System design thoughts on building a low-cost scalable backend

If you haven’t, check out my previous post on My thought process of building end-to-end low-cost backend. Today’s post will go more in depth on the system design aspect of building a low-cost scalable backend.

This post comes from real experience as I already built this backend. I also learned what works and what doesn’t work for me. FYI, I’m not a system design expert. I am a junior software engineer who is eager to learn and share my thoughts.

But if I have to approach this in a system design interview, here’s how I would do it:

Understand the requirements
Back of the envelope estimation
High-level design
Detailed design

Understand the requirements

Functional requirements

Functional requirements are what are the functionalities that the system should provide. For my backend for example, I need to be able to:

Send emails to subscribed users a new challenge every week.

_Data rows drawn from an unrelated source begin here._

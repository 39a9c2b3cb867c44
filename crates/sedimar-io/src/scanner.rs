//! The KEY : VALUE configuration format.
//!
//! One entry per line, a colon between key and value, `#` starts a
//! comment. Keys are matched case-insensitively and may contain
//! spaces; array values separate elements with commas.

use crate::{IoError, Result};
use indexmap::IndexMap;
use std::path::Path;

#[derive(Debug, Clone, Default)]
pub struct SymbolTable {
    entries: IndexMap<String, String>,
}

impl SymbolTable {
    /// Parse a configuration text.
    pub fn from_text(text: &str) -> Self {
        let mut entries = IndexMap::new();
        for line in text.lines() {
            let line = match line.find('#') {
                Some(pos) => &line[..pos],
                None => line,
            };
            let Some((key, value)) = line.split_once(':') else {
                continue;
            };
            let key = key.trim();
            if key.is_empty() {
                continue;
            }
            entries.insert(key.to_lowercase(), value.trim().to_string());
        }
        Self { entries }
    }

    pub fn from_file(path: impl AsRef<Path>) -> Result<Self> {
        let path = path.as_ref();
        let text = std::fs::read_to_string(path).map_err(|source| IoError::File {
            path: path.display().to_string(),
            source,
        })?;
        Ok(Self::from_text(&text))
    }

    pub fn len(&self) -> usize {
        self.entries.len()
    }

    pub fn is_empty(&self) -> bool {
        self.entries.is_empty()
    }

    pub fn has_key(&self, key: &str) -> bool {
        self.entries.contains_key(&key.to_lowercase())
    }

    /// The raw value of `key`.
    pub fn value(&self, key: &str) -> Result<&str> {
        self.entries
            .get(&key.to_lowercase())
            .map(String::as_str)
            .ok_or_else(|| IoError::MissingKey(key.to_string()))
    }

    /// The value of `key` as a float.
    pub fn f64_value(&self, key: &str) -> Result<f64> {
        let value = self.value(key)?;
        value.parse().map_err(|_| IoError::BadValue {
            key: key.to_string(),
            value: value.to_string(),
        })
    }

    /// The value of `key` as a comma-separated float array.
    pub fn f64_array_value(&self, key: &str) -> Result<Vec<f64>> {
        let value = self.value(key)?;
        value
            .split(',')
            .map(|item| {
                item.trim().parse().map_err(|_| IoError::BadValue {
                    key: key.to_string(),
                    value: item.trim().to_string(),
                })
            })
            .collect()
    }

    /// The value of `key` as a string, trimmed.
    pub fn str_value(&self, key: &str) -> Result<String> {
        Ok(self.value(key)?.to_string())
    }
}
impl Column {
    pub fn new(x: f64, y: f64, base_height: f64, dz: f64) -> Self {
        Self {
            cells: Vec::new(),
            x,
            y,
            base_height,
            dz,
            sea_level: 0.0,
        }
    }

    pub fn x(&self) -> f64 {
        self.x
    }

    pub fn y(&self) -> f64 {
        self.y
    }

    pub fn dz(&self) -> f64 {
        self.dz
    }

    pub fn base_height(&self) -> f64 {
        self.base_height
    }

    pub fn set_base_height(&mut self, h: f64) {
        self.base_height = h;
    }

    pub fn adjust_base_height(&mut self, dh: f64) {
        self.base_height += dh;
    }

    pub fn sea_level(&self) -> f64 {
        self.sea_level
    }

    pub fn set_sea_level(&mut self, sea_level: f64) {
        self.sea_level = sea_level;
    }

    pub fn len(&self) -> usize {
        self.cells.len()
    }

    pub fn is_empty(&self) -> bool {
        self.cells.is_empty()
    }

    pub fn cells(&self) -> &[Cell] {
        &self.cells
    }

    pub fn nth_cell(&self, n: usize) -> Option<&Cell> {
        self.cells.get(n)
    }

    pub fn top_cell(&self) -> Option<&Cell> {
        self.cells.last()
    }

    /// Total sediment thickness (m)
    pub fn thickness(&self) -> f64 {
        self.cells.iter().map(Cell::thickness).sum()
    }

    /// Elevation of the sediment surface (m)
    pub fn top_height(&self) -> f64 {
        self.base_height + self.thickness()
    }

    /// Water depth at the surface; negative above sea level (m)
    pub fn water_depth(&self) -> f64 {
        self.sea_level - self.top_height()
    }

    pub fn is_below(&self, elevation: f64) -> bool {
        self.top_height() < elevation
    }

    pub fn is_above(&self, elevation: f64) -> bool {
        self.top_height() > elevation
    }

    /// Elevation of the bottom of cell `n` (m)
    pub fn cell_bottom(&self, n: usize) -> f64 {
        self.base_height + self.cells[..n].iter().map(Cell::thickness).sum::<f64>()
    }

    /// Index of the cell containing elevation `h`, if inside the stack
    pub fn index_at(&self, h: f64) -> Option<usize> {
        if h < self.base_height {
            return None;
        }
        let mut bottom = self.base_height;
        for (n, cell) in self.cells.iter().enumerate() {
            let top = bottom + cell.thickness();
            if h < top {
                return Some(n);
            }
            bottom = top;
        }
        None
    }

    /// Number of cells whose top lies above elevation `h`
    pub fn cells_above(&self, h: f64) -> usize {
        let mut bottom = self.base_height;
        let mut count = 0;
        for cell in &self.cells {
            let top = bottom + cell.thickness();
            if top > h {
                count += 1;
            }
            bottom = top;
        }
        count
    }

    /// Append `cell` at the top. Layers thinner than 1 um are discarded;
    /// a layer matching the top cell (facies, age, composition) merges
    /// into it instead of starting a new one.
    pub fn add_cell(&mut self, mut cell: Cell) {
        if cell.thickness() < MIN_CELL_THICKNESS {
            return;
        }
        if !cell.renormalize() {
            // Nothing to deposit once the fractions vanish.
            return;
        }
        match self.cells.last_mut() {
            Some(top) if top.merges_with(&cell) => top.add(&cell),
            _ => self.cells.push(cell),
        }
    }

    /// Remove exactly `depth` meters from the top and return the removed
    /// material as one mass-averaged cell.
    pub fn remove_top(&mut self, depth: f64) -> Result<Cell> {
        let n_grains = self.cells.first().map_or(0, Cell::n_grains);
        let mut out = Cell::new(n_grains.max(1));
        self.extract_top(depth, &mut out)?;
        Ok(out)
    }

    /// Like [`Column::remove_top`], writing the removed bundle into a
    /// caller-owned cell.
    pub fn extract_top(&mut self, depth: f64, out: &mut Cell) -> Result<()> {
        let available = self.thickness();
        if depth > available + MIN_CELL_THICKNESS {
            return Err(CoreError::InsufficientSediment {
                requested: depth,
                available,
            });
        }

        out.clear();
        let mut remaining = depth.min(available);
        while remaining > MIN_CELL_THICKNESS {
            let Some(top) = self.cells.last_mut() else {
                break;
            };
            if top.thickness() <= remaining + MIN_CELL_THICKNESS {
                remaining -= top.thickness();
                let cell = self.cells.pop().unwrap_or_else(|| Cell::new(1));
                if out.thickness() > 0.0 {
                    out.add(&cell);
                } else {
                    *out = cell;
                }
            } else {
                let slice = top.separate_top(remaining);
                remaining = 0.0;
                if out.thickness() > 0.0 {
                    out.add(&slice);
                } else {
                    *out = slice;
                }
            }
        }
        Ok(())
    }

    /// A read-only mass-averaged bundle of the top `depth` meters; the
    /// column is left untouched. The bundle thickness is clamped to what
    /// is available.
    pub fn top_sample(&self, depth: f64) -> Cell {
        let n_grains = self.cells.first().map_or(1, Cell::n_grains);
        let mut out = Cell::new(n_grains);
        let mut remaining = depth.min(self.thickness());
        for cell in self.cells.iter().rev() {
            if remaining <= MIN_CELL_THICKNESS {
                break;
            }
            let take = cell.thickness().min(remaining);
            let mut piece = cell.clone();
            piece.set_thickness(take);
            if out.thickness() > 0.0 {
                out.add(&piece);
            } else {
                out = piece;
            }
            remaining -= take;
        }
        out
    }

    /// A new column holding every cell whose bottom lies at or above
    /// `elevation`, splitting the straddling cell. Used to carve out a
    /// failure mass.
    pub fn top_above(&self, elevation: f64) -> Column {
        let mut out = Column::new(self.x, self.y, elevation.max(self.base_height), self.dz);
        out.sea_level = self.sea_level;

        let mut bottom = self.base_height;
        for cell in &self.cells {
            let top = bottom + cell.thickness();
            if top > elevation {
                if bottom >= elevation {
                    out.cells.push(cell.clone());
                } else {
                    // straddling cell: keep only the part above
                    let mut piece = cell.clone();
                    piece.set_thickness(top - elevation);
                    out.cells.push(piece);
                }
            }
            bottom = top;
        }
        out
    }

    /// Normalize layer thicknesses to multiples of dz by bottom-up
    /// accumulation. Each output cell is the mass-weighted average of the
    /// inputs that fill it; total mass is unchanged.
    pub fn rebin(&mut self) {
        let total = self.thickness();
        if total < MIN_CELL_THICKNESS || self.cells.is_empty() {
            return;
        }

        let n_grains = self.cells[0].n_grains();
        let mut source = std::mem::take(&mut self.cells);
        source.reverse(); // treat as a stack, bottom cell on top

        let mut fill_bin = |target: f64| -> Option<Cell> {
            let mut bin = Cell::new(n_grains);
            let mut needed = target;
            while needed > MIN_CELL_THICKNESS {
                let Some(cell) = source.last_mut() else {
                    break;
                };
                if cell.thickness() <= needed + MIN_CELL_THICKNESS {
                    needed -= cell.thickness();
                    let whole = source.pop()?;
                    if bin.thickness() > 0.0 {
                        bin.add(&whole);
                    } else {
                        bin = whole;
                    }
                } else {
                    // take the bottom `needed` meters of this cell
                    let keep = cell.thickness() - needed;
                    let mut piece = cell.clone();
                    piece.set_thickness(needed);
                    cell.set_thickness(keep);
                    needed = 0.0;
                    if bin.thickness() > 0.0 {
                        bin.add(&piece);
                    } else {
                        bin = piece;
                    }
                }
            }
            (bin.thickness() > MIN_CELL_THICKNESS).then_some(bin)
        };

        let n_full = (total / self.dz).floor() as usize;
        for _ in 0..n_full {
            if let Some(bin) = fill_bin(self.dz) {
                self.cells.push(bin);
            }
        }
        let partial = total - n_full as f64 * self.dz;
        if partial > MIN_CELL_THICKNESS {
            if let Some(bin) = fill_bin(partial) {
                self.cells.push(bin);
            }
        }
    }

    /// Mean saturated bulk density over the top `depth` meters (kg/m^3)
    pub fn top_density(&self, depth: f64, sediment: &Sediment) -> f64 {
        let depth = depth.min(self.thickness());
        if depth < MIN_CELL_THICKNESS {
            return RHO_SEA_WATER;
        }
        let mut remaining = depth;
        let mut mass = 0.0;
        for cell in self.cells.iter().rev() {
            let t = cell.thickness().min(remaining);
            mass += t * cell.bulk_density(sediment);
            remaining -= t;
            if remaining <= 0.0 {
                break;
            }
        }
        mass / depth
    }

    /// Buoyant load of the top `depth` meters: rho' g d with rho' the
    /// column-mean buoyant density over that interval (Pa).
    pub fn load_at_depth(&self, depth: f64, sediment: &Sediment) -> f64 {
        let depth = depth.min(self.thickness());
        if depth < MIN_CELL_THICKNESS {
            return 0.0;
        }
        let mut remaining = depth;
        let mut load = 0.0;
        for cell in self.cells.iter().rev() {
            let t = cell.thickness().min(remaining);
            load += t * (cell.bulk_density(sediment) - RHO_SEA_WATER) * G;
            remaining -= t;
            if remaining <= 0.0 {
                break;
            }
        }
        load
    }

    /// Total load of the full stack plus the overlying water column (Pa)
    pub fn load(&self, sediment: &Sediment) -> f64 {
        let water = self.water_depth().max(0.0) * RHO_SEA_WATER * G;
        let sediment_load: f64 = self
            .cells
            .iter()
            .map(|cell| cell.thickness() * cell.bulk_density(sediment) * G)
            .sum();
        water + sediment_load
    }

    /// Hydrostatic pressure at the sea floor (Pa)
    pub fn water_pressure(&self) -> f64 {
        self.water_depth().max(0.0) * RHO_SEA_WATER * G
    }

    /// Mass per unit area of the whole stack (kg/m^2)
    pub fn mass(&self, sediment: &Sediment) -> f64 {
        self.cells.iter().map(|cell| cell.mass(sediment)).sum()
    }
}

This is the big question given from the interviewer/manager. How can we break this down into smaller pieces? Go from WHO to HOW

Who are the users? Users who bought the product and subscribed to the weekly challenge email.
How the users will use this system? This comes with smaller questions:
- How do users subscribe to the weekly challenge email? -> assumption in this case Shopify already have this a product and we can retrive the list of subscribed users from Shopify API.
- How do we send the weekly challenge email? -> In this case, I use AWS SES with Github Actions as cron jobs since they are more cost-effective.
- How do we know what challenge to send to what users? -> In this case, I will confirm with the interviwer/manager. Assume that we will have a list of various challenges of different levels. We also need to determine user’s level.
- Okay, how do we determine user’s level? -> We need to send users an inital questionaire to determine their level.
- Ask again, if user did their challenge, how do we know? -> We need to have a server to interact with the backend.
- If user passed the challenge, how do we update their level?
- Can users see their level for progression?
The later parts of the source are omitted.